I am reading Agha Shahid Ali's translation of "Evening," a poem by Faiz Ahmed Faiz, and on the walls birds are rustling against the sunset.
Outside it is snowing finally, coating the trees. I'm standing in the long open gallery at Mass MoCA, on the old mill floor, in a room with cloth walls. I'm inside in Izhar Patkin's "The Wandering Veil."
It's not what I'd expected. And I know I'll come back.
I want to sit in these rooms when they are not full of people with wine glasses, and remember David Ross reading aloud from the poem Ali wrote for Patkin.
Ali came from Kashmir and Patkin from Israel. They met in the U.S. and worked together. Ross said Ali wrote the poem for Patkin, and the speaker in the poem seems to sit at night in a city apartment, talking with a new friend who draws him powerfully. He sounds fascinated and unsure, wanting a way in, and the talk and the two people finding their way toward each other travel "each night from night into night" like the movement of a Jewish holiday.
Patkin spoke with Ross this week at an opening for his show. Ross asked him the way into his carefully designed rooms.
He said the way into his rooms is through texts. He sees his art working with stories.
Not all artists say so. In fact Patkin may be reacting in turn to a broad artistic movement away from narrative.
"I grew up in modernism," he said. "Israel is Bauhaus country."
As modermism took hold, he suggested, with Duchamp's signed urinal and the debate over what art is, the audience began to be afraid, "to think the world had no narrative and didn't need one."
But he does. He values stories. He opens the show with Don Quixote carrying books tied to his saddle.
He is not afraid to think about what the work means to him and talk about it.
"I'm not ironic," he said. "When I came to New York, the big story was the distance between the artist and the work. I wanted no distance."

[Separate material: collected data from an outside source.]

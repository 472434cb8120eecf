//! Process runner contract.
//!
//! The engine never spawns processes itself; it submits shell command
//! strings to a [`ProcessRunner`] and blocks for the captured result.
//! The real shell-backed implementation lives in the application crate;
//! tests substitute stubs.

use crate::error::Result;

/// Captured result of one shell command.
#[derive(Clone, Debug, PartialEq, Eq)]
pub struct RunOutput {
    /// Everything the command wrote to stdout. Stderr is discarded.
    pub stdout: String,
    /// The command's exit code.
    pub exit_code: i32,
    /// True if the runner gave up waiting; `stdout` may be truncated.
    pub timed_out: bool,
}

/// Synchronous shell command execution.
///
/// Commands run in a shell with the engine process's working directory
/// and environment. The call blocks up to the runner's ceiling (default
/// 2 s); on timeout the result carries `timed_out`.
pub trait ProcessRunner {
    /// Run one shell command and capture its output.
    fn run(&self, command: &str) -> Result<RunOutput>;
}
//! Loader + store integration: reload semantics and observational
//! equality.

use tilemux_core::loader::{load_document, FlatDoc};
use tilemux_core::store::{keys, Entity, EntityKind, Store};

/// A two-box dashboard document, flattened the way the parser would,
/// under the given prefix.
fn dashboard(prefix: &str) -> FlatDoc {
    let pairs = [
        ("layout___id", "dash"),
        ("layout___refresh_interval", "2"),
        ("layout___children___1___id", "cpu"),
        ("layout___children___1___position___x1", "0%"),
        ("layout___children___1___position___y1", "0%"),
        ("layout___children___1___position___x2", "50%"),
        ("layout___children___1___position___y2", "100%"),
        ("layout___children___1___title", "CPU"),
        ("layout___children___1___on_refresh___1", "uptime"),
        ("layout___children___2___id", "disk"),
        ("layout___children___2___position___x1", "50%"),
        ("layout___children___2___position___y1", "0%"),
        ("layout___children___2___position___x2", "100%"),
        ("layout___children___2___position___y2", "100%"),
        ("layout___children___2___on_refresh___1", "df -h"),
        ("layout___children___2___on_refresh___2", "date"),
        ("layout___children___2___on_leave___1", "echo bye"),
    ];
    FlatDoc::new(
        prefix,
        "dash.yaml",
        pairs
            .iter()
            .map(|(k, v)| (format!("{prefix}{k}"), (*v).to_string())),
    )
}

/// Observable shape of a loaded layout: ids, parents, scripts, titles.
fn observe(store: &Store, layout: Entity) -> Vec<(String, Option<String>, Vec<(String, String)>)> {
    store
        .boxes_in(layout)
        .into_iter()
        .map(|bx| {
            let id = store.get_str(bx, keys::ID).unwrap_or_default().to_string();
            let parent = store.get_str(bx, keys::PARENT).map(String::from);
            let events = store
                .events_of(bx)
                .into_iter()
                .map(|ev| {
                    (
                        store.get_str(ev, keys::NAME).unwrap_or_default().to_string(),
                        store.get_str(ev, keys::SCRIPT).unwrap_or_default().to_string(),
                    )
                })
                .collect();
            (id, parent, events)
        })
        .collect()
}

#[test]
fn single_load_shape() {
    let mut store = Store::new();
    let layout = load_document(&mut store, &dashboard("a1_")).ok();
    assert!(layout.is_some());
    let Some(layout) = layout else {
        return;
    };

    assert_eq!(store.count(EntityKind::Layout), 1);
    assert_eq!(store.count(EntityKind::Box), 3);
    assert_eq!(store.count(EntityKind::Event), 3);
    assert_eq!(store.get_str(layout, keys::ID), Some("dash"));

    let shape = observe(&store, layout);
    assert_eq!(shape[0].0, "dash");
    assert_eq!(shape[1].0, "cpu");
    assert_eq!(shape[1].1.as_deref(), Some("dash"));
    // Events materialize in enter/leave/refresh order.
    assert_eq!(
        shape[2].2,
        vec![
            ("leave".into(), "echo bye".into()),
            ("refresh".into(), "df -h____date".into()),
        ]
    );
}

#[test]
fn reload_is_observationally_equal() {
    let mut store = Store::new();
    let first = load_document(&mut store, &dashboard("a1_")).ok();
    let Some(first) = first else {
        return;
    };
    let first_shape = observe(&store, first);

    // Loading the same document again, under a different parse prefix,
    // replaces the layout but leaves the store looking the same.
    let second = load_document(&mut store, &dashboard("b2_")).ok();
    let Some(second) = second else {
        return;
    };

    assert!(!store.exists(first));
    assert_ne!(first, second);
    assert_eq!(store.count(EntityKind::Layout), 1);
    assert_eq!(store.count(EntityKind::Box), 3);
    assert_eq!(store.count(EntityKind::Event), 3);
    assert_eq!(observe(&store, second), first_shape);
}

#[test]
fn distinct_layouts_coexist() {
    let mut store = Store::new();
    let dash = load_document(&mut store, &dashboard("a1_")).ok();

    let other = FlatDoc::new(
        "c3_",
        "other.yaml",
        [("c3_layout___id".to_string(), "other".to_string())],
    );
    let other = load_document(&mut store, &other).ok();

    assert!(dash.is_some());
    assert!(other.is_some());
    assert_eq!(store.count(EntityKind::Layout), 2);
    // Reloading one must not disturb the other.
    let dash2 = load_document(&mut store, &dashboard("d4_")).ok();
    assert!(dash2.is_some());
    assert_eq!(store.count(EntityKind::Layout), 2);
    assert!(other.is_some_and(|o| store.exists(o)));
}

#[test]
fn defaults_fill_absent_style_fields() {
    let mut store = Store::new();
    let layout = load_document(&mut store, &dashboard("a1_")).ok();
    let Some(layout) = layout else {
        return;
    };
    let cpu = store.children_of(layout, "dash")[0];

    use tilemux_core::color::Color;
    assert_eq!(store.get_bool(cpu, keys::FILL), Some(false));
    assert_eq!(store.get_char(cpu, keys::FILL_CHAR), Some('█'));
    assert_eq!(
        store.get_color(cpu, keys::BORDER_COLOR),
        Some(&Color::parse("white"))
    );
    assert_eq!(
        store.get_color(cpu, keys::TITLE_COLOR),
        Some(&Color::parse("yellow"))
    );
    assert_eq!(
        store.get_color(cpu, keys::TEXT_COLOR),
        Some(&Color::parse("white"))
    );
    assert_eq!(
        store.get_color(cpu, keys::FILL_COLOR),
        Some(&Color::parse("black"))
    );
    // Declared title wins over the id default.
    assert_eq!(store.get_str(cpu, keys::TITLE), Some("CPU"));
    // The layout default interval propagates.
    assert_eq!(store.get_int(cpu, keys::INTERVAL), Some(2));
}
//! Event-script storage format and execution.
//!
//! A box event's script is one or more shell commands joined with an
//! internal separator. The separator is an opaque storage token; it never
//! appears in user configuration.

use crate::error::{CoreError, Result};
use crate::runner::ProcessRunner;

/// Internal token joining the commands of a stored script.
pub const SCRIPT_SEPARATOR: &str = "____";

/// Join commands into the stored script form.
pub fn join_commands(commands: &[String]) -> String {
    commands.join(SCRIPT_SEPARATOR)
}

/// Split a stored script back into its commands.
pub fn split_script(script: &str) -> Vec<&str> {
    script.split(SCRIPT_SEPARATOR).collect()
}

/// Run a stored script: each command in order, stdouts concatenated with
/// newlines.
///
/// A non-zero exit or a runner timeout aborts the script with
/// [`CoreError::Script`]; callers keep the box's previous body in that
/// case.
pub fn run_script(runner: &dyn ProcessRunner, script: &str) -> Result<String> {
    let mut outputs = Vec::new();
    for command in split_script(script) {
        let result = runner.run(command)?;
        if result.timed_out {
            return Err(CoreError::Script(format!("command timed out: {command}")));
        }
        if result.exit_code != 0 {
            return Err(CoreError::Script(format!(
                "command exited with status {}: {command}",
                result.exit_code
            )));
        }
        outputs.push(result.stdout);
    }
    Ok(outputs.join("\n"))
}
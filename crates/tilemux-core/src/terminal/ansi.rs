//! The escape sequences the engine emits, byte for byte.

/// Enter the alternate screen, disable line wrap, hide the cursor, clear.
pub const ENTER_SEQUENCE: &[u8] = b"\x1b[?1049h\x1b[?7l\x1b[?25l\x1b[2J";

/// Restore wrap and cursor, clear, reset scroll region, leave the
/// alternate screen.
pub const LEAVE_SEQUENCE: &[u8] = b"\x1b[?7h\x1b[?25h\x1b[2J\x1b[;r\x1b[?1049l";

/// Clear the whole screen.
pub const CLEAR_SEQUENCE: &[u8] = b"\x1b[2J";

/// Reset all SGR attributes.
pub const RESET_SEQUENCE: &str = "\x1b[0m";

/// Move the cursor to the given 1-based position.
pub fn cursor_to(row: u16, col: u16) -> String {
    format!("\x1b[{row};{col}H")
}

#[cfg(test)]
mod tests {
    use super::*;

    #[test]
    fn cursor_move_is_one_based() {
        assert_eq!(cursor_to(1, 1), "\x1b[1;1H");
        assert_eq!(cursor_to(24, 80), "\x1b[24;80H");
    }

    #[test]
    fn lifecycle_sequences_are_exact() {
        assert_eq!(ENTER_SEQUENCE, b"\x1b[?1049h\x1b[?7l\x1b[?25l\x1b[2J");
        assert_eq!(
            LEAVE_SEQUENCE,
            b"\x1b[?7h\x1b[?25h\x1b[2J\x1b[;r\x1b[?1049l"
        );
    }
}
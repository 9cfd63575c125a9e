//! Cache controller
//!
//! Install fetches the whole precache list and stores it atomically.
//! Activate reclaims earlier generations of the store. Fetch answers from
//! the current store first and otherwise goes to the network once, without
//! writing the network response back.

use crate::error::{AssetCacheError, AssetCacheResult};
use crate::manifest::{is_stale_store, PrecacheManifest};
use crate::worker::fetch::{Fetcher, Request, Response};
use crate::worker::store::{CacheStorage, PrecacheBatch};
use futures_util::future::join_all;
use std::fmt;
use std::sync::Arc;
use tracing::{debug, info};
use url::Url;

/// Everything a controller needs to run
#[derive(Clone)]
pub struct WorkerContext {
    pub storage: Arc<dyn CacheStorage>,
    pub fetcher: Arc<dyn Fetcher>,
    pub manifest: PrecacheManifest,
    /// Absolute scope URL relative precache entries resolve against
    pub scope: Url,
}

/// Outcome of a successful install
#[derive(Debug, Clone, PartialEq, Eq)]
pub struct InstallReport {
    pub store: String,
    /// Entries written
    pub cached: usize,
    /// Body bytes written
    pub bytes: u64,
    /// Stores removed when the worker activated
    pub reclaimed: Vec<String>,
}

/// Where a response came from
#[derive(Debug, Clone, Copy, PartialEq, Eq)]
pub enum ResponseSource {
    /// Current cache store
    Cache,
    /// Network, after a cache miss
    Network,
    /// Network, because the worker was not yet controlling requests
    Bypass,
}

impl fmt::Display for ResponseSource {
    fn fmt(&self, f: &mut fmt::Formatter<'_>) -> fmt::Result {
        match self {
            Self::Cache => write!(f, "cache"),
            Self::Network => write!(f, "network"),
            Self::Bypass => write!(f, "bypass"),
        }
    }
}

/// A response and its source
#[derive(Debug, Clone)]
pub struct FetchOutcome {
    pub response: Response,
    pub source: ResponseSource,
}

/// Install, activate and fetch handlers for one precache manifest
pub struct CacheController {
    ctx: WorkerContext,
}

impl CacheController {
    pub fn new(ctx: WorkerContext) -> Self {
        Self { ctx }
    }

    pub fn context(&self) -> &WorkerContext {
        &self.ctx
    }

    /// Store this controller installs into and serves from
    pub fn store_name(&self) -> String {
        self.ctx.manifest.store_name()
    }

    /// Whether an earlier install of the current store committed
    pub async fn is_installed(&self) -> AssetCacheResult<bool> {
        self.ctx.storage.has(&self.store_name()).await
    }

    /// Resolve a URL against the worker scope
    pub fn request(&self, url: &str) -> AssetCacheResult<Request> {
        Request::resolve(&self.ctx.scope, url)
    }

    /// Fetch every precache URL and store them in one batch.
    ///
    /// Any transport failure or non-2xx status fails the install and leaves
    /// the store as it was before the attempt.
    pub async fn install(&self) -> AssetCacheResult<InstallReport> {
        let store = self.store_name();
        let requests = self
            .ctx
            .manifest
            .urls
            .iter()
            .map(|url| self.request(url))
            .collect::<AssetCacheResult<Vec<_>>>()?;

        info!(
            "Installing {} urls into {} via {}",
            requests.len(),
            store,
            self.ctx.fetcher.name()
        );

        // The store is created by the commit itself; nothing exists before it
        let batch = self.fetch_all(&requests).await?;
        let cached = batch.len();
        let bytes = batch.bytes();
        self.ctx.storage.commit(&store, batch).await?;

        info!("Installed {} entries into {}", cached, store);
        Ok(InstallReport {
            store,
            cached,
            bytes,
            reclaimed: vec![],
        })
    }

    /// Fetch all requests concurrently; the first failure in list order
    /// is reported.
    async fn fetch_all(&self, requests: &[Request]) -> AssetCacheResult<PrecacheBatch> {
        let fetcher = &self.ctx.fetcher;
        let results = join_all(requests.iter().map(|request| fetcher.fetch(request))).await;

        let mut batch = PrecacheBatch::new();
        for (request, result) in requests.iter().zip(results) {
            let url = request.url().as_str();
            let response = result.map_err(|e| AssetCacheError::precache(url, e.to_string()))?;
            if !response.is_ok() {
                return Err(AssetCacheError::precache(
                    url,
                    format!("HTTP {}", response.status),
                ));
            }
            debug!("Fetched {} ({} bytes)", url, response.body.len());
            batch.stage(request.cache_key(), response);
        }
        Ok(batch)
    }

    /// Delete earlier generations of this cache. Returns the deleted names.
    pub async fn activate(&self) -> AssetCacheResult<Vec<String>> {
        let current = self.store_name();
        let mut deleted = Vec::new();

        for store in self.ctx.storage.store_names().await? {
            if !is_stale_store(&store, &self.ctx.manifest.cache_name, &current) {
                continue;
            }
            if self.ctx.storage.delete(&store).await? {
                info!("Deleted stale cache store {}", store);
                deleted.push(store);
            }
        }

        Ok(deleted)
    }

    /// Cache-first lookup with network fallback.
    ///
    /// A miss is forwarded exactly once and the response passed through
    /// unchanged; network errors propagate to the caller.
    pub async fn fetch(&self, request: &Request) -> AssetCacheResult<FetchOutcome> {
        let store = self.store_name();
        if let Some(response) = self.ctx.storage.lookup(&store, request.cache_key()).await? {
            debug!("Cache hit: {}", request.url());
            return Ok(FetchOutcome {
                response,
                source: ResponseSource::Cache,
            });
        }

        debug!("Cache miss: {}", request.url());
        let response = self.ctx.fetcher.fetch(request).await?;
        Ok(FetchOutcome {
            response,
            source: ResponseSource::Network,
        })
    }

    /// Forward a request without consulting the cache
    pub async fn bypass(&self, request: &Request) -> AssetCacheResult<FetchOutcome> {
        let response = self.ctx.fetcher.fetch(request).await?;
        Ok(FetchOutcome {
            response,
            source: ResponseSource::Bypass,
        })
    }
}
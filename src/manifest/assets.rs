//! Logical name to output path lookup

use crate::error::{AssetCacheError, AssetCacheResult};
use crate::fingerprint::{ArtifactOrigin, OutputTree};
use serde::{Deserialize, Serialize};
use std::collections::BTreeMap;
use std::path::Path;

/// File name of the generated asset map
pub const ASSET_MANIFEST_FILE: &str = "asset-manifest.json";

/// Maps each source asset's logical name to its emitted path
#[derive(Debug, Clone, Default, PartialEq, Eq, Serialize, Deserialize)]
#[serde(transparent)]
pub struct AssetMap(BTreeMap<String, String>);

impl AssetMap {
    /// Collect the fingerprinted assets of a tree
    pub fn from_tree(tree: &OutputTree) -> Self {
        let map = tree
            .iter()
            .filter_map(|(path, artifact)| match artifact.origin {
                ArtifactOrigin::Asset { ref logical_name } => {
                    Some((logical_name.clone(), path.to_string()))
                }
                _ => None,
            })
            .collect();
        Self(map)
    }

    /// Output path for a logical name
    pub fn resolve(&self, logical_name: &str) -> Option<&str> {
        self.0.get(logical_name).map(String::as_str)
    }

    pub fn insert(&mut self, logical_name: impl Into<String>, output_path: impl Into<String>) {
        self.0.insert(logical_name.into(), output_path.into());
    }

    pub fn len(&self) -> usize {
        self.0.len()
    }

    pub fn is_empty(&self) -> bool {
        self.0.is_empty()
    }

    /// Serialize as pretty JSON
    pub fn to_json(&self) -> AssetCacheResult<Vec<u8>> {
        Ok(serde_json::to_vec_pretty(self)?)
    }

    /// Load the asset map written by a previous build
    pub async fn load(path: &Path) -> AssetCacheResult<Self> {
        let content = tokio::fs::read_to_string(path).await.map_err(|e| {
            if e.kind() == std::io::ErrorKind::NotFound {
                AssetCacheError::ManifestNotFound(path.to_path_buf())
            } else {
                AssetCacheError::io(format!("reading asset map {}", path.display()), e)
            }
        })?;
        Ok(serde_json::from_str(&content)?)
    }
}

#[cfg(test)]
mod tests {
    use super::*;
    use crate::fingerprint::Artifact;

    #[test]
    fn only_assets_are_mapped() {
        let mut tree = OutputTree::new();
        tree.insert(
            "index-1a2b3c4d.js",
            Artifact::new(
                b"js".to_vec(),
                ArtifactOrigin::Asset {
                    logical_name: "index.js".into(),
                },
            ),
            "t",
        )
        .unwrap();
        tree.insert(
            "index-1a2b3c4d.js.gz",
            Artifact::new(
                vec![],
                ArtifactOrigin::Derived {
                    from: "index-1a2b3c4d.js".into(),
                    plugin: "gzip".into(),
                },
            ),
            "t",
        )
        .unwrap();

        let map = AssetMap::from_tree(&tree);
        assert_eq!(map.len(), 1);
        assert_eq!(map.resolve("index.js"), Some("index-1a2b3c4d.js"));
    }

    #[test]
    fn json_is_a_flat_object() {
        let mut map = AssetMap::default();
        map.insert("index.css", "index-deadbeef.css");
        let json = String::from_utf8(map.to_json().unwrap()).unwrap();
        assert!(json.contains("\"index.css\": \"index-deadbeef.css\""));
    }
}
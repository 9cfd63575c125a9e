//! In-memory output tree
//!
//! The tree is an ordered map from output path to artifact. A path, once
//! assigned, is never replaced: later plugins may only add new paths.

use crate::error::{AssetCacheError, AssetCacheResult};
use crate::fingerprint::naming::SourceAsset;
use sha2::{Digest, Sha256};
use std::collections::BTreeMap;
use std::fs;
use std::path::{Path, PathBuf};
use tracing::debug;

/// Where an artifact in the output tree came from
#[derive(Debug, Clone, PartialEq, Eq)]
pub enum ArtifactOrigin {
    /// A fingerprinted source asset
    Asset { logical_name: String },
    /// A sibling derived from another artifact (e.g. a compressed copy)
    Derived { from: String, plugin: String },
    /// A file staged from outside the source tree
    Copied { source: PathBuf },
    /// A file generated by a plugin (manifests)
    Generated { plugin: String },
}

/// A file in the output tree
#[derive(Debug, Clone)]
pub struct Artifact {
    pub contents: Vec<u8>,
    pub origin: ArtifactOrigin,
}

impl Artifact {
    pub fn new(contents: Vec<u8>, origin: ArtifactOrigin) -> Self {
        Self { contents, origin }
    }

    /// Whether this artifact is an original fingerprinted asset
    pub fn is_asset(&self) -> bool {
        matches!(self.origin, ArtifactOrigin::Asset { .. })
    }
}

/// Ordered set of output files
#[derive(Debug, Clone, Default)]
pub struct OutputTree {
    files: BTreeMap<String, Artifact>,
}

impl OutputTree {
    pub fn new() -> Self {
        Self::default()
    }

    /// Seed a tree with fingerprinted source assets
    pub fn from_assets(assets: Vec<SourceAsset>) -> AssetCacheResult<Self> {
        let mut tree = Self::new();
        for asset in assets {
            let origin = ArtifactOrigin::Asset {
                logical_name: asset.record.logical_name,
            };
            tree.insert(
                asset.record.output_path,
                Artifact::new(asset.contents, origin),
                "fingerprint",
            )?;
        }
        Ok(tree)
    }

    /// Add a new file. Fails if the path is already assigned.
    pub fn insert(
        &mut self,
        path: impl Into<String>,
        artifact: Artifact,
        plugin: &str,
    ) -> AssetCacheResult<()> {
        let path = path.into();
        if self.files.contains_key(&path) {
            return Err(AssetCacheError::NameConflict {
                path,
                plugin: plugin.to_string(),
            });
        }
        self.files.insert(path, artifact);
        Ok(())
    }

    pub fn get(&self, path: &str) -> Option<&Artifact> {
        self.files.get(path)
    }

    pub fn contains(&self, path: &str) -> bool {
        self.files.contains_key(path)
    }

    /// All output paths in lexicographic order
    pub fn paths(&self) -> impl Iterator<Item = &str> {
        self.files.keys().map(String::as_str)
    }

    pub fn iter(&self) -> impl Iterator<Item = (&str, &Artifact)> {
        self.files.iter().map(|(k, v)| (k.as_str(), v))
    }

    /// Original fingerprinted assets only
    pub fn assets(&self) -> impl Iterator<Item = (&str, &Artifact)> {
        self.iter().filter(|(_, artifact)| artifact.is_asset())
    }

    pub fn len(&self) -> usize {
        self.files.len()
    }

    pub fn is_empty(&self) -> bool {
        self.files.is_empty()
    }

    pub fn total_bytes(&self) -> u64 {
        self.files.values().map(|a| a.contents.len() as u64).sum()
    }

    /// SHA256 over every (path, contents) pair, in path order
    pub fn digest(&self) -> String {
        let mut hasher = Sha256::new();
        for (path, artifact) in &self.files {
            hasher.update(path.as_bytes());
            hasher.update([0u8]);
            hasher.update(&artifact.contents);
        }
        hex::encode(hasher.finalize())
    }

    /// Write the tree under `out_dir`, optionally removing it first
    pub fn write_to(&self, out_dir: &Path, clean: bool) -> AssetCacheResult<()> {
        if clean && out_dir.exists() {
            fs::remove_dir_all(out_dir).map_err(|e| {
                AssetCacheError::io(format!("cleaning {}", out_dir.display()), e)
            })?;
        }

        for (path, artifact) in &self.files {
            let dest = out_dir.join(path);
            if let Some(parent) = dest.parent() {
                fs::create_dir_all(parent).map_err(|e| {
                    AssetCacheError::io(format!("creating {}", parent.display()), e)
                })?;
            }
            fs::write(&dest, &artifact.contents)
                .map_err(|e| AssetCacheError::io(format!("writing {}", dest.display()), e))?;
        }

        debug!("Wrote {} files to {}", self.files.len(), out_dir.display());
        Ok(())
    }
}

#[cfg(test)]
mod tests {
    use super::*;
    use tempfile::TempDir;

    fn generated(bytes: &[u8]) -> Artifact {
        Artifact::new(
            bytes.to_vec(),
            ArtifactOrigin::Generated {
                plugin: "test".into(),
            },
        )
    }

    #[test]
    fn insert_rejects_reassignment() {
        let mut tree = OutputTree::new();
        tree.insert("index.js", generated(b"a"), "first").unwrap();

        let err = tree.insert("index.js", generated(b"b"), "second").unwrap_err();
        assert!(matches!(err, AssetCacheError::NameConflict { ref plugin, .. } if plugin == "second"));
        assert_eq!(tree.get("index.js").unwrap().contents, b"a");
    }

    #[test]
    fn paths_are_ordered() {
        let mut tree = OutputTree::new();
        tree.insert("z.js", generated(b""), "t").unwrap();
        tree.insert("a/b.css", generated(b""), "t").unwrap();
        tree.insert("m.html", generated(b""), "t").unwrap();

        let paths: Vec<_> = tree.paths().collect();
        assert_eq!(paths, vec!["a/b.css", "m.html", "z.js"]);
    }

    #[test]
    fn digest_tracks_contents() {
        let mut a = OutputTree::new();
        a.insert("x.js", generated(b"1"), "t").unwrap();
        let mut b = OutputTree::new();
        b.insert("x.js", generated(b"1"), "t").unwrap();
        let mut c = OutputTree::new();
        c.insert("x.js", generated(b"2"), "t").unwrap();

        assert_eq!(a.digest(), b.digest());
        assert_ne!(a.digest(), c.digest());
    }

    #[test]
    fn write_to_creates_nested_dirs_and_cleans() {
        let dir = TempDir::new().unwrap();
        let out = dir.path().join("dist");
        fs::create_dir_all(&out).unwrap();
        fs::write(out.join("stale.js"), "old").unwrap();

        let mut tree = OutputTree::new();
        tree.insert("icons/sh/github.svg", generated(b"<svg/>"), "t").unwrap();
        tree.write_to(&out, true).unwrap();

        assert!(!out.join("stale.js").exists());
        assert_eq!(fs::read(out.join("icons/sh/github.svg")).unwrap(), b"<svg/>");
    }
}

And poetry leads Patkin into his own stories: His journey from Israel to the U.S., and his convictions as an atheist from a Jewish country, and grief for Ali, who as his friend, and who died too young, of brain cancer.
Ali loved and wrote Ghazals, desert poetry out of Northern Africa and court love of Persia. They have deep roots in the courts of Al-andalus, in Islamic Spain.
And I've read that Patkin drew on the Zohar, Moses of Leon's passionate re-imagining of the Torah, in the last century before Granada fell. I am fascinated by Moses of Leon. He claimed to be translating an ancient manuscript, but most likely he was writing his own, translating his faith into his time and place. And he sold the translations like a pedlar. So I came looking for a man selling poetry from a barrow.
But I walked on a snowy evening through images of Patkin's father and Patkin's travels.
Here on one wall, a fishing boat docked beside a weathered one-room building in Tel Aviv, and on the other wall hung a desert hillside city.
It takes nothing away from the work that I thought of fishing co-ops on the Maine coast, of a prarie cabin by train tracks in Nebraska, and of the Albaicín, the old Arabic neighborhood in Granada, before Spain forced the Muslims into exile in the 15th century.
I have seen that neighborhood. My family once spent three weeks traveling in Spain, and my sister and I went walking there. We found a high plaza where we could look across to the Al hambra.
I will come back to walk his streets and read the poetry on the walls ... and to feel the dark goddess dancing, like a college woman in a sandy square to flamenco guitar.